I assume you signed a written Agreement whereby your former spouse was to receive a share of your 401(k).  Or, if there was no written Agreement, the Judgment of Absolute Divorce (JAD) entered by the court awarded him a share of your 401(k).  You need to know how much was addressed in the Agreement or awarded in the JAD.  Those documents are the source of your obligation. A QDRO or a DRO or an RBO are simply the enforcement tool to enforce collection of the obligation created by the JAD, or the JAD incorporating your Agreement, as the source of you obligation to make a transfer of you 401(k). 

Under the law of most states he would be entitled to 50% of the "marital share", that is 50% of the amount of the 401(k) account that you accrued during the years of marriage - not what you accrued before marriage and not what you accrued after marriage.  But in most states the Court has the discretion to award whatever they think is equitable.....and equitable is not necessarily equal.    

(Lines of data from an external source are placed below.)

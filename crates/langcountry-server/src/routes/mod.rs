//! Route configuration for the LangCountry server.

mod internal;
mod locale;
mod switch;

use crate::error::ApiError;
use crate::middleware::LocaleSessionLayer;
use crate::state::AppState;
use axum::{body::Body, http::Request, response::IntoResponse, routing::get, Router};
use langcountry_common_log::spans::request_span;
use tower_http::trace::TraceLayer;

/// Create the application router.
///
/// Locale routes run behind [`LocaleSessionLayer`]; internal routes and the
/// fallback do not bind a session.
pub fn create_router(state: AppState) -> Router {
    let switch_path = format!("/{}/:code", state.switcher_uri);

    Router::new()
        .route(&switch_path, get(switch::switch_locale))
        .route("/locale", get(locale::current))
        .route("/locale/selector", get(locale::selector))
        .layer(LocaleSessionLayer::new(state.clone()))
        .merge(internal::router())
        .fallback(fallback_handler)
        .layer(
            TraceLayer::new_for_http().make_span_with(|req: &Request<Body>| {
                request_span(req.method().as_str(), req.uri().path())
            }),
        )
        .with_state(state)
}

async fn fallback_handler() -> impl IntoResponse {
    ApiError::NotFound("The requested resource was not found".into())
}
//! Error types for locale loading and allow-list construction.

use std::path::PathBuf;
use thiserror::Error;

/// i18n errors.
///
/// An unmatched hint is never an error: resolution falls back silently.
/// Every variant here is a configuration-integrity fault.
#[derive(Debug, Error)]
pub enum I18nError {
    #[error("no locale dataset for '{code}'")]
    UnknownLocale { code: String },

    #[error("corrupt locale bundle '{code}' at {}: {message}", path.display())]
    CorruptBundle {
        code: String,
        path: PathBuf,
        message: String,
    },

    #[error("failed to read locale bundle at {}: {source}", path.display())]
    Io {
        path: PathBuf,
        #[source]
        source: std::io::Error,
    },

    #[error("invalid allow-list: {0}")]
    InvalidAllowList(String),
}

impl I18nError {
    /// Whether this fault comes from the dataset (as opposed to the allow-list).
    pub fn is_dataset_fault(&self) -> bool {
        matches!(
            self,
            Self::UnknownLocale { .. } | Self::CorruptBundle { .. } | Self::Io { .. }
        )
    }
}

/// Result alias for i18n operations.
pub type Result<T> = std::result::Result<T, I18nError>;

#[cfg(test)]
mod tests {
    use super::*;

    #[test]
    fn test_error_messages() {
        let error = I18nError::UnknownLocale { code: "xx".to_string() };
        assert_eq!(error.to_string(), "no locale dataset for 'xx'");

        let error = I18nError::CorruptBundle {
            code: "nl".to_string(),
            path: PathBuf::from("/data/nl.json"),
            message: "missing field `lang`".to_string(),
        };
        assert_eq!(
            error.to_string(),
            "corrupt locale bundle 'nl' at /data/nl.json: missing field `lang`"
        );

        let error = I18nError::InvalidAllowList("empty".to_string());
        assert_eq!(error.to_string(), "invalid allow-list: empty");
    }

    #[test]
    fn test_dataset_fault_classification() {
        assert!(I18nError::UnknownLocale { code: "xx".into() }.is_dataset_fault());
        assert!(!I18nError::InvalidAllowList("x".into()).is_dataset_fault());
    }
}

It is clear from your post that you did not have an attorney representing you in this process.  That is unfortunate since you may have missed critical deadlines.  In most states you have only a limited time to object to an action that the court has taken.  For example is the court actually entered a QDRO, that is, signed it and entered it in the Court records, you could have as little as 20 days to object; and if you fail to object within that timeframe it's too late.  Whether the JAD or the QDRO is right or wrong, it will not be changed.  The legal principle is known as res judicata.  On the other hand, if the JAD contained a provision reserving the Court's ability to issue, correct, amend, etc. a QDRO, they will have the power to fix the problem even after the expiration of any limiting timeframes.  Not all state laws are the same.  What I am telling you applies in Maryland, but I cannot vouch for the other 49 States and DC and US territories.   

So everybody on this Message Board is telling you to get a lawyer who is knowledgeable in these matters and who will be in the best position to get back to the judge and have him/her correct the mistake, if that's what it is.